Após terminar minhas compras, fui procurar uma família portuguesa, e como se fosse a primeira casa portuguesa em que ia entrar, estava curiosa em verificar a diferença entre ela e as casas inglesas daqui. A construção e a distribuição das peças são as mesmas. O salão só diferia em ser mais bem mobiliado e com todos os artigos ingleses, até mesmo um belo piano Broadwood. Mas a sala de jantar era completamente estranha. O solo estava forrado com um tecido estampado e as paredes cheias de gravuras inglesas e pinturas chinesas, sem distinção de assunto ou tamanho. Numa ponta da sala havia uma mesa comprida, coberta com uma caixa de vidro, na qual havia uma peça religiosa de cera: um presépio completo, com os anjos, os três reis, musgo, flores artificiais, conchas e contas, tudo envolvido em gaze e tarlatana de seda, semeado de ouro e prata, e com Santo Antônio e São Cristóvão de guarda, à direita e à esquerda. O resto da mobília  consistia em cadeiras e mesas comuns e uma espécie de consolo ou aparador. Do teto pendiam nove gaiolas de pássaros, cada qual com seu ocupante. Os canários, as patativas, rivais dos primeiros na beleza do canto, e as belas viúvas, eram os favoritos. Em gaiolas maiores, num quarto de passagem, havia mais papagaios e periquitos do que eu poderia julgar agradável numa casa. Mas são bem educados e raramente gritam juntos. Não estávamos sentados por muito tempo na sala de jantar quando passaram em volta biscoitos, bolo, vinho e licores, os últimos em pequenos cálices.

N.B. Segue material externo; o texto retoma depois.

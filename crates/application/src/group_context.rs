//! Group context
//!
//! Joins the store's view of a group with the Proxmox tag view into one
//! snapshot per reconcile tick. The context is stateless; it is rebuilt
//! from scratch every time it is asked.

use std::collections::BTreeMap;
use std::sync::Arc;

use proxmox_ca_domain::proxmox_api::{ProxmoxApi, VmSummary};
use proxmox_ca_domain::state_store::{StateStore, VmRecord};
use proxmox_ca_domain::DomainError;
use proxmox_ca_shared::config::GroupConfig;
use proxmox_ca_shared::{tags, Vmid};

/// How one VM appears after joining both views.
#[derive(Debug, Clone, Copy, PartialEq, Eq)]
pub enum ObservationClass {
    /// Row exists and the VM exists
    Nominal,
    /// Row exists but Proxmox no longer has the VM
    InfraMissing,
    /// Proxmox has a tagged VM with no row
    Orphan,
}

/// One vmid's joined observation.
#[derive(Debug, Clone)]
pub struct VmObservation {
    pub vmid: Vmid,
    pub record: Option<VmRecord>,
    pub proxmox: Option<VmSummary>,
}

impl VmObservation {
    pub fn class(&self) -> ObservationClass {
        match (&self.record, &self.proxmox) {
            (Some(_), Some(_)) => ObservationClass::Nominal,
            (Some(_), None) => ObservationClass::InfraMissing,
            (None, _) => ObservationClass::Orphan,
        }
    }
}

/// Per-group inventory for one tick.
#[derive(Debug, Clone)]
pub struct GroupSnapshot {
    pub group_id: String,
    pub desired: u32,
    pub vms: Vec<VmObservation>,
}

impl GroupSnapshot {
    pub fn orphans(&self) -> impl Iterator<Item = &VmObservation> {
        self.vms
            .iter()
            .filter(|obs| obs.class() == ObservationClass::Orphan)
    }

    /// Rows whose backing VM is gone but that still count as live.
    pub fn missing_live(&self) -> impl Iterator<Item = &VmRecord> {
        self.vms
            .iter()
            .filter(|obs| obs.class() == ObservationClass::InfraMissing)
            .filter_map(|obs| obs.record.as_ref())
            .filter(|r| r.state.is_live())
    }
}

/// Snapshot builder over the two read paths.
pub struct GroupContext {
    store: Arc<dyn StateStore>,
    proxmox: Arc<dyn ProxmoxApi>,
}

impl GroupContext {
    pub fn new(store: Arc<dyn StateStore>, proxmox: Arc<dyn ProxmoxApi>) -> Self {
        Self { store, proxmox }
    }

    /// Build the snapshot for `group`: list the store rows, list the VMs
    /// carrying the group tag, and outer-join on vmid.
    pub async fn snapshot(
        &self,
        group: &GroupConfig,
        desired: u32,
    ) -> Result<GroupSnapshot, DomainError> {
        let records = self.store.list_vms(&group.id).await?;
        let summaries = self
            .proxmox
            .list_vms_with_tag(&tags::group_tag(&group.id))
            .await?;

        let mut joined: BTreeMap<Vmid, VmObservation> = BTreeMap::new();
        for record in records {
            joined.insert(
                record.vmid,
                VmObservation {
                    vmid: record.vmid,
                    record: Some(record),
                    proxmox: None,
                },
            );
        }
        for summary in summaries {
            let vmid = summary.vmid;
            joined
                .entry(vmid)
                .or_insert_with(|| VmObservation {
                    vmid,
                    record: None,
                    proxmox: None,
                })
                .proxmox = Some(summary);
        }

        Ok(GroupSnapshot {
            group_id: group.id.clone(),
            desired,
            vms: joined.into_values().collect(),
        })
    }
}
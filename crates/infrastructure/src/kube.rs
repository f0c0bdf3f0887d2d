//! Kubernetes adapter
//!
//! Node lookup over kube-rs. `resolve` reads the two provider labels off the
//! named node and caches the answer (including negative answers) for a short
//! TTL so a flapping API does not whipsaw the reconciler.

use std::collections::HashMap;
use std::time::{Duration, Instant};

use async_trait::async_trait;
use k8s_openapi::api::core::v1::Node;
use kube::api::{Api, DeleteParams};
use kube::Client;
use tokio::sync::RwLock;
use tracing::debug;

use proxmox_ca_domain::kube_api::{KubeApi, KubeError, NodeAssignment, LABEL_GROUP, LABEL_VMID};
use proxmox_ca_shared::Vmid;

/// Cache lifetime; the port contract allows at most 30s.
const RESOLVE_TTL: Duration = Duration::from_secs(15);

pub struct KubeAdapter {
    nodes: Api<Node>,
    cache: RwLock<HashMap<String, (Instant, Option<NodeAssignment>)>>,
}

impl KubeAdapter {
    /// Connect using the in-cluster service account or the local kubeconfig,
    /// whichever the environment provides.
    pub async fn try_default() -> Result<Self, KubeError> {
        let client = Client::try_default()
            .await
            .map_err(|e| KubeError::transient(e.to_string()))?;
        Ok(Self::new(client))
    }

    pub fn new(client: Client) -> Self {
        Self {
            nodes: Api::all(client),
            cache: RwLock::new(HashMap::new()),
        }
    }

    fn assignment_from_node(node: &Node) -> Option<NodeAssignment> {
        let labels = node.metadata.labels.as_ref()?;
        let group_id = labels.get(LABEL_GROUP)?.trim();
        let vmid = labels.get(LABEL_VMID)?.trim().parse::<u32>().ok()?;
        if group_id.is_empty() {
            return None;
        }
        Some(NodeAssignment {
            group_id: group_id.to_string(),
            vmid: Vmid(vmid),
        })
    }
}

#[async_trait]
impl KubeApi for KubeAdapter {
    async fn resolve(&self, node_name: &str) -> Result<NodeAssignment, KubeError> {
        {
            let cache = self.cache.read().await;
            if let Some((stamp, cached)) = cache.get(node_name) {
                if stamp.elapsed() < RESOLVE_TTL {
                    return match cached {
                        Some(assignment) => Ok(assignment.clone()),
                        None => Err(KubeError::NotFound {
                            name: node_name.to_string(),
                        }),
                    };
                }
            }
        }

        let node = self
            .nodes
            .get_opt(node_name)
            .await
            .map_err(|e| KubeError::transient(e.to_string()))?;
        let assignment = node.as_ref().and_then(Self::assignment_from_node);
        debug!(
            target: "proxmox_ca::kube",
            node = %node_name,
            resolved = assignment.is_some(),
            "node lookup"
        );

        self.cache
            .write()
            .await
            .insert(node_name.to_string(), (Instant::now(), assignment.clone()));

        assignment.ok_or_else(|| KubeError::NotFound {
            name: node_name.to_string(),
        })
    }

    async fn delete_node(&self, node_name: &str) -> Result<(), KubeError> {
        match self.nodes.delete(node_name, &DeleteParams::default()).await {
            Ok(_) => Ok(()),
            Err(kube::Error::Api(response)) if response.code == 404 => Ok(()),
            Err(err) => Err(KubeError::transient(err.to_string())),
        }
    }
}

#[cfg(test)]
mod tests {
    use super::*;
    use k8s_openapi::apimachinery::pkg::apis::meta::v1::ObjectMeta;
    use std::collections::BTreeMap;

    fn node_with_labels(labels: &[(&str, &str)]) -> Node {
        Node {
            metadata: ObjectMeta {
                labels: Some(
                    labels
                        .iter()
                        .map(|(k, v)| (k.to_string(), v.to_string()))
                        .collect::<BTreeMap<_, _>>(),
                ),
                ..Default::default()
            },
            ..Default::default()
        }
    }

    #[test]
    fn reads_provider_labels() {
        let node = node_with_labels(&[
            ("autoscaler.proxmox/group", "web"),
            ("autoscaler.proxmox/vmid", "101"),
            ("kubernetes.io/os", "linux"),
        ]);
        let assignment = KubeAdapter::assignment_from_node(&node).unwrap();
        assert_eq!(assignment.group_id, "web");
        assert_eq!(assignment.vmid, Vmid(101));
    }

    #[test]
    fn unmanaged_nodes_resolve_to_none() {
        assert!(KubeAdapter::assignment_from_node(&node_with_labels(&[(
            "kubernetes.io/os",
            "linux"
        )]))
        .is_none());
        assert!(KubeAdapter::assignment_from_node(&node_with_labels(&[
            ("autoscaler.proxmox/group", "web"),
            ("autoscaler.proxmox/vmid", "not-a-number"),
        ]))
        .is_none());
    }
}
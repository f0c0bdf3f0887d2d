//! CloudProvider service handlers
//!
//! One method per protocol operation, each strictly non-blocking with
//! respect to Proxmox: handlers only consult the orchestrator's store-backed
//! entry points and reply. The reconciler does the slow work on its own
//! schedule, which is why `Refresh` is a no-op.

use std::sync::Arc;

use tonic::Status;
use tracing::info;

use proxmox_ca_application::orchestrator::Orchestrator;
use proxmox_ca_domain::state_store::VmRecord;
use proxmox_ca_shared::config::GroupConfig;
use proxmox_ca_shared::{ids, VmState};

use crate::proto::*;
use crate::to_status;

pub struct CloudProviderService {
    orchestrator: Arc<Orchestrator>,
}

impl CloudProviderService {
    pub fn new(orchestrator: Arc<Orchestrator>) -> Self {
        Self { orchestrator }
    }

    pub async fn node_groups(
        &self,
        _request: NodeGroupsRequest,
    ) -> Result<NodeGroupsResponse, Status> {
        let node_groups = self
            .orchestrator
            .node_groups()
            .iter()
            .map(group_reply)
            .collect();
        Ok(NodeGroupsResponse { node_groups })
    }

    pub async fn node_group_for_node(
        &self,
        request: NodeGroupForNodeRequest,
    ) -> Result<NodeGroupForNodeResponse, Status> {
        // Nodes we provisioned carry our provider id; decoding it saves the
        // API round trip.
        if let Some((group_id, _)) = ids::parse_provider_id(&request.node.provider_id) {
            if let Ok(group) = self.orchestrator.group(&group_id) {
                return Ok(NodeGroupForNodeResponse {
                    node_group: group_reply(group),
                });
            }
        }
        let group = self
            .orchestrator
            .node_group_for_node(&request.node.name)
            .await
            .map_err(to_status)?;
        Ok(NodeGroupForNodeResponse {
            node_group: group.map(group_reply).unwrap_or_default(),
        })
    }

    pub async fn node_group_target_size(
        &self,
        request: NodeGroupTargetSizeRequest,
    ) -> Result<NodeGroupTargetSizeResponse, Status> {
        let target_size = self
            .orchestrator
            .target_size(&request.id)
            .await
            .map_err(to_status)?;
        Ok(NodeGroupTargetSizeResponse {
            target_size: target_size as i32,
        })
    }

    pub async fn node_group_increase_size(
        &self,
        request: NodeGroupIncreaseSizeRequest,
    ) -> Result<NodeGroupIncreaseSizeResponse, Status> {
        self.orchestrator
            .increase_size(&request.id, request.delta as i64)
            .await
            .map_err(to_status)?;
        Ok(NodeGroupIncreaseSizeResponse {})
    }

    pub async fn node_group_decrease_target_size(
        &self,
        request: NodeGroupDecreaseTargetSizeRequest,
    ) -> Result<NodeGroupDecreaseTargetSizeResponse, Status> {
        self.orchestrator
            .decrease_target_size(&request.id, request.delta as i64)
            .await
            .map_err(to_status)?;
        Ok(NodeGroupDecreaseTargetSizeResponse {})
    }

    pub async fn node_group_delete_nodes(
        &self,
        request: NodeGroupDeleteNodesRequest,
    ) -> Result<NodeGroupDeleteNodesResponse, Status> {
        let names: Vec<String> = request.nodes.iter().map(|n| n.name.clone()).collect();
        self.orchestrator
            .delete_nodes(&request.id, &names)
            .await
            .map_err(to_status)?;
        Ok(NodeGroupDeleteNodesResponse {})
    }

    pub async fn node_group_nodes(
        &self,
        request: NodeGroupNodesRequest,
    ) -> Result<NodeGroupNodesResponse, Status> {
        let rows = self
            .orchestrator
            .node_group_nodes(&request.id)
            .await
            .map_err(to_status)?;
        Ok(NodeGroupNodesResponse {
            instances: rows.iter().filter_map(instance_reply).collect(),
        })
    }

    pub async fn node_group_template_node_info(
        &self,
        request: NodeGroupTemplateNodeInfoRequest,
    ) -> Result<NodeGroupTemplateNodeInfoResponse, Status> {
        let group = self.orchestrator.group(&request.id).map_err(to_status)?;
        Ok(NodeGroupTemplateNodeInfoResponse {
            node_payload: group.template_payload.clone().into_bytes(),
        })
    }

    pub async fn node_group_get_options(
        &self,
        request: NodeGroupAutoscalingOptionsRequest,
    ) -> Result<NodeGroupAutoscalingOptionsResponse, Status> {
        self.orchestrator.group(&request.id).map_err(to_status)?;
        Ok(NodeGroupAutoscalingOptionsResponse {
            node_group_autoscaling_options: request.defaults,
        })
    }

    pub async fn gpu_label(&self, _request: GpuLabelRequest) -> Result<GpuLabelResponse, Status> {
        Ok(GpuLabelResponse {
            label: String::new(),
        })
    }

    pub async fn get_available_gpu_types(
        &self,
        _request: GetAvailableGpuTypesRequest,
    ) -> Result<GetAvailableGpuTypesResponse, Status> {
        Ok(GetAvailableGpuTypesResponse::default())
    }

    /// The reconciler refreshes autonomously on its own interval.
    pub async fn refresh(&self, _request: RefreshRequest) -> Result<RefreshResponse, Status> {
        Ok(RefreshResponse {})
    }

    /// Shutdown hook: stop the reconcile loop at the next tick boundary.
    pub async fn cleanup(&self, _request: CleanupRequest) -> Result<CleanupResponse, Status> {
        info!(target: "proxmox_ca::grpc", "cleanup requested, stopping reconciler");
        self.orchestrator.stop().await;
        Ok(CleanupResponse {})
    }
}

fn group_reply(group: &GroupConfig) -> NodeGroup {
    NodeGroup {
        id: group.id.clone(),
        min_size: group.min_size as i32,
        max_size: group.max_size as i32,
        debug: format!("group={} prefix={}", group.id, group.name_prefix),
    }
}

/// Only live rows are reported to the autoscaler; a row in any other state
/// yields `None`.
fn instance_reply(record: &VmRecord) -> Option<Instance> {
    let instance_state = match record.state {
        VmState::Active => InstanceState::Running,
        VmState::Pending => InstanceState::Creating,
        VmState::Failed
        | VmState::DeletingVm
        | VmState::DeletingIso
        | VmState::DeletingNode => return None,
    };
    Some(Instance {
        id: ids::provider_id(&record.group_id, record.vmid),
        status: InstanceStatus {
            instance_state,
            error_info: record.last_error.clone().unwrap_or_default(),
        },
    })
}
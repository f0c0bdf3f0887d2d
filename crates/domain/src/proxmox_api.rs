//! Proxmox port
//!
//! Async facade over the fixed set of Proxmox operations the provider needs.
//! Every operation is idempotent and may block on remote I/O; the reconciler
//! retries transient failures on the next tick and routes permanent failures
//! into the `failed` state.

use async_trait::async_trait;
use serde::{Deserialize, Serialize};

use proxmox_ca_shared::config::InstanceShape;
use proxmox_ca_shared::Vmid;

/// One row of the tag-scoped VM listing.
#[derive(Debug, Clone, Serialize, Deserialize)]
pub struct VmSummary {
    pub vmid: Vmid,
    pub name: String,
    pub running: bool,
    pub tags: Vec<String>,
}

/// Point-in-time status of a single VM.
#[derive(Debug, Clone, Serialize, Deserialize)]
pub struct VmStatus {
    pub present: bool,
    pub running: bool,
    pub tags: Vec<String>,
}

/// Parameters for creating a VM shell.
#[derive(Debug, Clone)]
pub struct CreateVmSpec {
    pub vmid: Vmid,
    pub hostname: String,
    pub shape: InstanceShape,
    pub storage: String,
    pub bridge: String,
    pub tags: Vec<String>,
}

#[derive(thiserror::Error, Debug, Clone)]
pub enum ProxmoxError {
    /// Network failure, timeout, 5xx or lock contention; retry next tick
    #[error("transient proxmox error: {message}")]
    Transient { message: String },

    /// Invalid request or missing resource where presence is required
    #[error("permanent proxmox error: {message}")]
    Permanent { message: String },
}

impl ProxmoxError {
    pub fn transient(message: impl Into<String>) -> Self {
        ProxmoxError::Transient {
            message: message.into(),
        }
    }

    pub fn permanent(message: impl Into<String>) -> Self {
        ProxmoxError::Permanent {
            message: message.into(),
        }
    }

    pub fn is_transient(&self) -> bool {
        matches!(self, ProxmoxError::Transient { .. })
    }
}

/// The Proxmox operations the provider drives.
#[async_trait]
pub trait ProxmoxApi: Send + Sync {
    /// List VMs carrying the given tag.
    async fn list_vms_with_tag(&self, tag: &str) -> Result<Vec<VmSummary>, ProxmoxError>;

    /// Ask the cluster for the next free vmid.
    async fn next_vmid(&self) -> Result<Vmid, ProxmoxError>;

    /// Create a VM shell. Succeeds if a VM with this vmid already exists.
    async fn create_vm(&self, spec: &CreateVmSpec) -> Result<(), ProxmoxError>;

    /// Stream the cloud image into a Proxmox volume, attach it as the boot
    /// disk, and grow it to `disk_gb`. Skips work already done on a previous
    /// attempt.
    async fn import_disk(
        &self,
        vmid: Vmid,
        image_url: &str,
        target_storage: &str,
        disk_gb: u32,
    ) -> Result<(), ProxmoxError>;

    /// Upload an ISO volume, overwriting any previous content of that name.
    async fn upload_iso(&self, iso_name: &str, content: Vec<u8>) -> Result<(), ProxmoxError>;

    /// Attach an ISO volume as the VM's cdrom. Idempotent.
    async fn attach_iso(&self, vmid: Vmid, iso_name: &str) -> Result<(), ProxmoxError>;

    /// Start the VM. Succeeds if it is already running.
    async fn start_vm(&self, vmid: Vmid) -> Result<(), ProxmoxError>;

    /// Graceful shutdown, hard stop after a fixed deadline. Succeeds if the
    /// VM is already stopped.
    async fn stop_vm(&self, vmid: Vmid) -> Result<(), ProxmoxError>;

    /// Stop and destroy the VM. Succeeds if the VM is already absent.
    async fn destroy_vm(&self, vmid: Vmid) -> Result<(), ProxmoxError>;

    /// Destroy an ISO volume. Succeeds if the volume is already absent.
    async fn destroy_iso(&self, iso_name: &str) -> Result<(), ProxmoxError>;

    /// Status of a single VM; `present: false` for unknown vmids.
    async fn vm_status(&self, vmid: Vmid) -> Result<VmStatus, ProxmoxError>;
}
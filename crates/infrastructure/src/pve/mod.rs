//! Proxmox VE integration
//!
//! [`PveClient`] speaks the raw HTTP API (token auth, JSON envelope, UPID
//! task polling); [`ProxmoxAdapter`] lifts it to the domain port, adding the
//! idempotency and error-classification rules the reconciler relies on.

mod adapter;
mod client;

pub use adapter::ProxmoxAdapter;
pub use client::{PveClient, PveError};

Ofereceram-nos em seguida um copo d'água e fomos instados a prová-la, dizendo-nos que era a melhor do Recife. Provém de uma fonte no jardim do convento de Jerusalém, a duas milhas da cidade e o único cano dessa fonte dirige-se ao jardim de um convento de freiras daqui. Soube pela senhora que as jarras porosas para refrescar a água que encontramos aqui são todas feitas na vizinhança da Bahia, e que não há indústria aqui, exceto de algodão grosso para vestimenta de escravos. O ar e as maneiras da família que visitamos, ainda que não fossem nem ingleses nem franceses, eram de perfeita educação, e os vestidos mais belos que da Europa civilizada, com a diferença que os homens usavam jaquetas de algodão em vez de casacos de casimira e estavam sem colarinho. Quando saem, porém, vestem-se como os ingleses.